Relying on insurance and savings
Ellingsen and Bjørkly were responding primarily to a proposal from Robert Eriksson, a former fisheries minister for the Progress Party who now heads a trade association for the seafood business. Eriksson had told industry newspaper iLaks that he thought a crisis package for the salmon producers would be appropriate, not least since the farmers asked for and received drought compensation in addition to the other hundreds of millions they receive in subsidy and tariff protection every year. Seafood analysts have already estimated losses for the salmon producers at around NOK 2.4 billion (USD 276 million).
Bjørkly admitted that the deadly algae has wiped out his company’s production for the rest of the year, “and we’re lying with a broken back.” No small sense of pride and independence, however, along with insurance and money in the bank earned during the past several boom years, makes him resist asking the state for help. He and his fellow fish farmers would rather be granted permission to produce more than their current licenses allow, “to make up for what we’ve lost.”
Newspaper Dagens Næringsliv (DN) reported over the weekend that most salmon producers have insurance, but it will only cover a portion of their losses. Most must cover anywhere from 20- to 50 percent of their losses themselves.
Fisheries Minister Harald Nesvik, also from the conservative Progress Party, traveled to Nordland anyway on Monday to meet with stricken salmon producers. “I have a lot of sympathy for them in this situation,” Nesvik said. “I want to meet them, to see and hear how they’re handling this.
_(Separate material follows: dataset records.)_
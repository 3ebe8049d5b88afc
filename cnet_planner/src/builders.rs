//! Network construction strategies.
//!
//! Both builders share the layer planner and differ only in how they pick the
//! buffer size and the mark region:
//!
//! - [`fixed_buf_network`] uses one fixed buffer size everywhere and a mark
//!   region of 2^16 words, so leaf offsets fit in 16 bits.
//! - [`density_network`] derives the buffer size from a target density of
//!   set bits in the dartboard. Almost all of the buffer overhead sits in the
//!   leaf layer and is proportional to that density, so dialing in a density
//!   dials in an overhead.

use std::sync::Arc;

use cnet_common::bytes::ByteQuantity;
use cnet_common::consts::{
    DENSITY_DEFAULT_FAN_IN, DENSITY_DEFAULT_FAN_OUT, DENSITY_DEFAULT_MARK_REGION,
    DENSITY_DEFAULT_ONE_BIT_PER_N_BYTES, FIXED_DEFAULT_BUF_BYTES, FIXED_DEFAULT_FAN_IN,
    FIXED_DEFAULT_FAN_OUT, FIXED_MARK_REGION_WORDS,
};
use cnet_common::error::{ModelError, ModelResult};
use cnet_common::system::Config;
use serde::{Deserialize, Serialize};
use tracing::info;

use crate::address::address_width;
use crate::layer::Layer;
use crate::network::{Network, Strategy};
use crate::planner::bidi_fan;

/// Parameters of [`fixed_buf_network`].
#[derive(Debug, Clone, Copy, PartialEq, Eq, Serialize, Deserialize)]
#[serde(default, deny_unknown_fields)]
pub struct FixedBufParams {
    /// Heap fan-out per layer.
    pub fan_out: u64,
    /// Processor fan-in per layer.
    pub fan_in: u64,
    /// Capacity of every buffer.
    pub buf_bytes: ByteQuantity,
}

impl Default for FixedBufParams {
    fn default() -> Self {
        Self {
            fan_out: FIXED_DEFAULT_FAN_OUT,
            fan_in: FIXED_DEFAULT_FAN_IN,
            buf_bytes: FIXED_DEFAULT_BUF_BYTES,
        }
    }
}

/// Parameters of [`density_network`].
#[derive(Debug, Clone, Copy, PartialEq, Eq, Serialize, Deserialize)]
#[serde(default, deny_unknown_fields)]
pub struct DensityParams {
    /// Target of one set dartboard bit per this many heap bytes when a full
    /// leaf buffer is flushed.
    pub one_bit_per_n_bytes: u64,
    /// Heap span of one leaf buffer.
    pub mark_region: ByteQuantity,
    /// Heap fan-out per layer.
    pub fan_out: u64,
    /// Processor fan-in per layer.
    pub fan_in: u64,
}

impl Default for DensityParams {
    fn default() -> Self {
        Self {
            one_bit_per_n_bytes: DENSITY_DEFAULT_ONE_BIT_PER_N_BYTES,
            mark_region: DENSITY_DEFAULT_MARK_REGION,
            fan_out: DENSITY_DEFAULT_FAN_OUT,
            fan_in: DENSITY_DEFAULT_FAN_IN,
        }
    }
}

/// Mark region of the fixed-buffer strategy: 2^16 words.
pub fn fixed_mark_region(config: &Config) -> ByteQuantity {
    config.word_bytes().saturating_mul(FIXED_MARK_REGION_WORDS)
}

/// Build a network with the same buffer size at every layer.
///
/// # Errors
///
/// - `ModelError::InvalidFanFactor` if either fan factor is below 2
/// - `ModelError::InvalidBufferSize` if `buf_bytes` is zero
/// - `ModelError::Overflow` if the buffer cost does not fit in 64 bits
pub fn fixed_buf_network(
    config: impl Into<Arc<Config>>,
    params: FixedBufParams,
) -> ModelResult<Network> {
    let config = config.into();
    let strategy = Strategy::Fixed(params);
    info!("{strategy}");

    if params.buf_bytes.is_zero() {
        return Err(ModelError::InvalidBufferSize {
            reason: "fixed buffer size must be positive".to_string(),
        });
    }

    let mark_region = fixed_mark_region(&config);
    assemble(config, strategy, mark_region, params.fan_out, params.fan_in, params.buf_bytes)
}

/// Leaf buffer size that yields the requested dartboard density.
///
/// A full leaf buffer holds `buf_len` addresses spread over
/// `mark_region / word_bytes` words, so one bit lands every
/// `8 * mark_region / buf_len` bits of heap. Solving for `buf_len`:
///
/// ```text
/// buf_len   = mark_region / (8 * one_bit_per_n_bytes * word_bytes)
/// buf_bytes = buf_len * address_width(mark_region)
/// ```
///
/// # Errors
///
/// - `ModelError::InvalidDensity` if `one_bit_per_n_bytes` is zero
/// - `ModelError::InvalidBufferSize` if the density is too sparse for a
///   single address to fit in the region
pub fn density_buf_bytes(
    config: &Config,
    one_bit_per_n_bytes: u64,
    mark_region: ByteQuantity,
) -> ModelResult<ByteQuantity> {
    if one_bit_per_n_bytes == 0 {
        return Err(ModelError::InvalidDensity {
            one_bit_per_n_bytes,
        });
    }

    let one_bit_per_n_bits = one_bit_per_n_bytes.saturating_mul(8);
    let bytes_per_slot = config.word_bytes().saturating_mul(one_bit_per_n_bits);
    let buf_len = mark_region.div_floor(bytes_per_slot);
    let buf_bytes = address_width(config, mark_region) * buf_len;

    if buf_bytes.is_zero() {
        return Err(ModelError::InvalidBufferSize {
            reason: format!(
                "1 bit every {one_bit_per_n_bytes} bytes leaves no room for an address in a {mark_region} region"
            ),
        });
    }
    Ok(buf_bytes)
}

/// Build a network whose buffer size is derived from a target dartboard
/// density.
///
/// The leaf buffer size is applied to every layer. Smaller buffers in the
/// upper layers complicate the network with no appreciable benefit.
///
/// # Errors
///
/// - `ModelError::InvalidFanFactor` if either fan factor is below 2
/// - `ModelError::InvalidMarkRegion` if `mark_region` is zero
/// - `ModelError::InvalidDensity` if `one_bit_per_n_bytes` is zero
/// - `ModelError::InvalidBufferSize` if the density leaves an empty buffer
/// - `ModelError::Overflow` if the buffer cost does not fit in 64 bits
pub fn density_network(
    config: impl Into<Arc<Config>>,
    params: DensityParams,
) -> ModelResult<Network> {
    let config = config.into();
    let strategy = Strategy::Density(params);
    info!("{strategy}");

    if params.mark_region.is_zero() {
        return Err(ModelError::InvalidMarkRegion);
    }
    let buf_bytes = density_buf_bytes(&config, params.one_bit_per_n_bytes, params.mark_region)?;
    assemble(
        config,
        strategy,
        params.mark_region,
        params.fan_out,
        params.fan_in,
        buf_bytes,
    )
}

/// Build a network from a strategy description.
pub fn build_network(config: impl Into<Arc<Config>>, strategy: Strategy) -> ModelResult<Network> {
    match strategy {
        Strategy::Fixed(params) => fixed_buf_network(config, params),
        Strategy::Density(params) => density_network(config, params),
    }
}

fn assemble(
    config: Arc<Config>,
    strategy: Strategy,
    mark_region: ByteQuantity,
    fan_out: u64,
    fan_in: u64,
    buf_bytes: ByteQuantity,
) -> ModelResult<Network> {
    let layers = bidi_fan(&config, mark_region, fan_out, fan_in)?
        .into_iter()
        .map(|plan| Layer::new(config.clone(), plan.seg_bytes, plan.p_span, buf_bytes))
        .collect::<ModelResult<Vec<_>>>()?;
    Network::new(config, strategy, layers)
}

#[cfg(test)]
mod tests {
    use super::*;
    use cnet_common::consts::{GIB, KIB, MIB, TIB};

    #[test]
    fn fixed_mark_region_is_64k_words() {
        let config = Config::new(GIB, 1).unwrap();
        assert_eq!(fixed_mark_region(&config), 512 * KIB);
    }

    #[test]
    fn fixed_network_uses_same_buffer_everywhere() {
        let config = Config::new(16 * GIB, 16).unwrap();
        let network = fixed_buf_network(config, FixedBufParams::default()).unwrap();
        assert!(network.iter().all(|l| l.buf_bytes() == 4 * KIB));
        assert_eq!(network.leaf().seg_bytes(), 512 * KIB);
        // Heap: 512K, 8M, 128M, 2G, 32G (5). Procs: 1, 8, 64 (3).
        assert_eq!(network.layers().len(), 5);
    }

    #[test]
    fn fixed_network_rejects_empty_buffers() {
        let config = Config::new(GIB, 1).unwrap();
        let params = FixedBufParams {
            buf_bytes: ByteQuantity::ZERO,
            ..Default::default()
        };
        assert!(matches!(
            fixed_buf_network(config, params),
            Err(ModelError::InvalidBufferSize { .. })
        ));
    }

    #[test]
    fn density_buffer_for_defaults() {
        let config = Config::new(GIB, 8).unwrap();
        // 32 MiB / (8 * 32 * 8) = 16384 slots of 4 bytes.
        let buf = density_buf_bytes(&config, 32, 32 * MIB).unwrap();
        assert_eq!(buf, 64 * KIB);
    }

    #[test]
    fn density_network_applies_leaf_size_uniformly() {
        let config = Config::new(GIB, 8).unwrap();
        let network = density_network(config, DensityParams::default()).unwrap();
        assert!(network.iter().all(|l| l.buf_bytes() == 64 * KIB));
        assert_eq!(network.leaf().seg_bytes(), 32 * MIB);
    }

    #[test]
    fn sparser_density_means_smaller_buffers() {
        let config = Config::new(GIB, 8).unwrap();
        let sizes: Vec<ByteQuantity> = [8, 16, 32, 64, 128, 256]
            .into_iter()
            .map(|n| density_buf_bytes(&config, n, 32 * MIB).unwrap())
            .collect();
        assert!(sizes.windows(2).all(|w| w[0] > w[1]), "{sizes:?}");
    }

    #[test]
    fn density_rejects_degenerate_targets() {
        let config = Config::new(GIB, 8).unwrap();
        assert_eq!(
            density_buf_bytes(&config, 0, 32 * MIB),
            Err(ModelError::InvalidDensity { one_bit_per_n_bytes: 0 })
        );
        assert!(matches!(
            density_buf_bytes(&config, 1 << 30, 32 * MIB),
            Err(ModelError::InvalidBufferSize { .. })
        ));
        let params = DensityParams {
            mark_region: ByteQuantity::ZERO,
            ..Default::default()
        };
        assert_eq!(
            density_network(config, params),
            Err(ModelError::InvalidMarkRegion)
        );
    }

    #[test]
    fn builders_propagate_fan_errors() {
        let config = Arc::new(Config::new(GIB, 8).unwrap());
        let fixed = FixedBufParams {
            fan_out: 1,
            ..Default::default()
        };
        assert!(matches!(
            fixed_buf_network(config.clone(), fixed),
            Err(ModelError::InvalidFanFactor { .. })
        ));
        let density = DensityParams {
            fan_in: 1,
            ..Default::default()
        };
        assert!(matches!(
            density_network(config, density),
            Err(ModelError::InvalidFanFactor { .. })
        ));
    }

    #[test]
    fn fixed_network_cost_overflow_is_an_error() {
        let config = Config::new(ByteQuantity::new(1 << 62), 1).unwrap();
        let params = FixedBufParams {
            buf_bytes: TIB,
            ..Default::default()
        };
        assert!(matches!(
            fixed_buf_network(config, params),
            Err(ModelError::Overflow { .. })
        ));
    }

    #[test]
    fn build_network_dispatches_on_strategy() {
        let config = Arc::new(Config::new(GIB, 8).unwrap());
        let strategy = Strategy::Fixed(FixedBufParams::default());
        let network = build_network(config, strategy).unwrap();
        assert_eq!(network.strategy(), &strategy);
    }
}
I also want to make sure we contribute with practical measures that are necessary right now.”
Nesvik called the salmon deaths in Nordland and Troms “extremely serious, with huge economic losses.” Concerns are also rising that while the salmon farmers themselves are set to absorb their losses and carry on, salmon processing plants employing hundreds of people along the coast will shut down because there’s no fish to process. That in turn will likely lead to layoffs.
Large stocklisted salmon producers, meanwhile, saw their shares jump on the fish-farming crisis in the north, since salmon prices are likely to rise on the lower supply. Salmon companies including Salmar, Lerøy Seafood and Mowi (formerly Marine Harvest) were all trading up late last week, with share prices up as much as 4.5 percent at Salmar. Mowi was once again among the most active shares on the Oslo Stock Exchange Monday, up nearly 1.2 percent by mid-afternoon.